#### Work request
The data below is to be copied exactly, line by line.

Stored items:
* * * *
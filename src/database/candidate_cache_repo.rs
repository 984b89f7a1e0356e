use std::time::Duration;

use chrono::{DateTime, Utc};
use sqlx::{Row, SqlitePool};
use tracing::warn;

use crate::models::CandidateFeed;

/// Per-viewer feed memoization in an external table, so every service
/// instance sees the same cache. Purely a latency optimization: every read
/// path can fall back to recomputation.
const SQL_GET_FRESH: &str = r#"
SELECT payload
FROM candidate_cache
WHERE viewer_id = ?1 AND expires_at > ?2
"#;

pub async fn get(
    pool: &SqlitePool,
    viewer_id: &str,
    now: DateTime<Utc>,
) -> sqlx::Result<Option<CandidateFeed>> {
    let row = sqlx::query(SQL_GET_FRESH)
        .bind(viewer_id)
        .bind(now)
        .fetch_optional(pool)
        .await?;

    let Some(row) = row else {
        return Ok(None);
    };
    let payload: String = row.get("payload");
    match serde_json::from_str::<CandidateFeed>(&payload) {
        Ok(feed) => Ok(Some(feed)),
        Err(e) => {
            // Undecodable entries behave as a miss; the next put overwrites.
            warn!("undecodable cache payload for {}: {}", viewer_id, e);
            Ok(None)
        }
    }
}

const SQL_PUT: &str = r#"
INSERT INTO candidate_cache (viewer_id, payload, generated_at, expires_at)
VALUES (?1, ?2, ?3, ?4)
ON CONFLICT (viewer_id) DO UPDATE SET
    payload = excluded.payload,
    generated_at = excluded.generated_at,
    expires_at = excluded.expires_at
"#;

/// Idempotent upsert: a live request and the precompute sweep racing on the
/// same viewer both write independently-correct, recomputable data.
pub async fn put(
    pool: &SqlitePool,
    viewer_id: &str,
    feed: &CandidateFeed,
    ttl: Duration,
    now: DateTime<Utc>,
) -> sqlx::Result<()> {
    let payload = serde_json::to_string(feed).map_err(|e| sqlx::Error::Encode(Box::new(e)))?;
    let expires_at = now + chrono::Duration::from_std(ttl).unwrap_or(chrono::Duration::zero());
    sqlx::query(SQL_PUT)
        .bind(viewer_id)
        .bind(payload)
        .bind(feed.generated_at)
        .bind(expires_at)
        .execute(pool)
        .await?;
    Ok(())
}

pub async fn invalidate(pool: &SqlitePool, viewer_id: &str) -> sqlx::Result<()> {
    sqlx::query("DELETE FROM candidate_cache WHERE viewer_id = ?1")
        .bind(viewer_id)
        .execute(pool)
        .await?;
    Ok(())
}

/// Housekeeping, called from the precompute sweep.
pub async fn purge_expired(pool: &SqlitePool, now: DateTime<Utc>) -> sqlx::Result<u64> {
    let result = sqlx::query("DELETE FROM candidate_cache WHERE expires_at <= ?1")
        .bind(now)
        .execute(pool)
        .await?;
    Ok(result.rows_affected())
}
* * * *
#### Expected output
filename src/database/candidate_cache_repo.rs
repository 984b89f7a1e0356e
use std::time::Duration;

use chrono::{DateTime, Utc};
use sqlx::{Row, SqlitePool};
use tracing::warn;

use crate::models::CandidateFeed;

/// Per-viewer feed memoization in an external table, so every service
/// instance sees the same cache. Purely a latency optimization: every read
/// path can fall back to recomputation.
const SQL_GET_FRESH: &str = r#"
SELECT payload
FROM candidate_cache
WHERE viewer_id = ?1 AND expires_at > ?2
"#;

pub async fn get(
    pool: &SqlitePool,
    viewer_id: &str,
    now: DateTime<Utc>,
) -> sqlx::Result<Option<CandidateFeed>> {
    let row = sqlx::query(SQL_GET_FRESH)
        .bind(viewer_id)
        .bind(now)
        .fetch_optional(pool)
        .await?;

    let Some(row) = row else {
        return Ok(None);
    };
    let payload: String = row.get("payload");
    match serde_json::from_str::<CandidateFeed>(&payload) {
        Ok(feed) => Ok(Some(feed)),
        Err(e) => {
            // Undecodable entries behave as a miss; the next put overwrites.
            warn!("undecodable cache payload for {}: {}", viewer_id, e);
            Ok(None)
        }
    }
}

const SQL_PUT: &str = r#"
INSERT INTO candidate_cache (viewer_id, payload, generated_at, expires_at)
VALUES (?1, ?2, ?3, ?4)
ON CONFLICT (viewer_id) DO UPDATE SET
    payload = excluded.payload,
    generated_at = excluded.generated_at,
    expires_at = excluded.expires_at
"#;

/// Idempotent upsert: a live request and the precompute sweep racing on the
/// same viewer both write independently-correct, recomputable data.
pub async fn put(
    pool: &SqlitePool,
    viewer_id: &str,
    feed: &CandidateFeed,
    ttl: Duration,
    now: DateTime<Utc>,
) -> sqlx::Result<()> {
    let payload = serde_json::to_string(feed).map_err(|e| sqlx::Error::Encode(Box::new(e)))?;
    let expires_at = now + chrono::Duration::from_std(ttl).unwrap_or(chrono::Duration::zero());
    sqlx::query(SQL_PUT)
        .bind(viewer_id)
        .bind(payload)
        .bind(feed.generated_at)
        .bind(expires_at)
        .execute(pool)
        .await?;
    Ok(())
}

pub async fn invalidate(pool: &SqlitePool, viewer_id: &str) -> sqlx::Result<()> {
    sqlx::query("DELETE FROM candidate_cache WHERE viewer_id = ?1")
        .bind(viewer_id)
        .execute(pool)
        .await?;
    Ok(())
}

/// Housekeeping, called from the precompute sweep.
pub async fn purge_expired(pool: &SqlitePool, now: DateTime<Utc>) -> sqlx::Result<u64> {
    let result = sqlx::query("DELETE FROM candidate_cache WHERE expires_at <= ?1")
        .bind(now)
        .execute(pool)
        .await?;
    Ok(result.rows_affected())
}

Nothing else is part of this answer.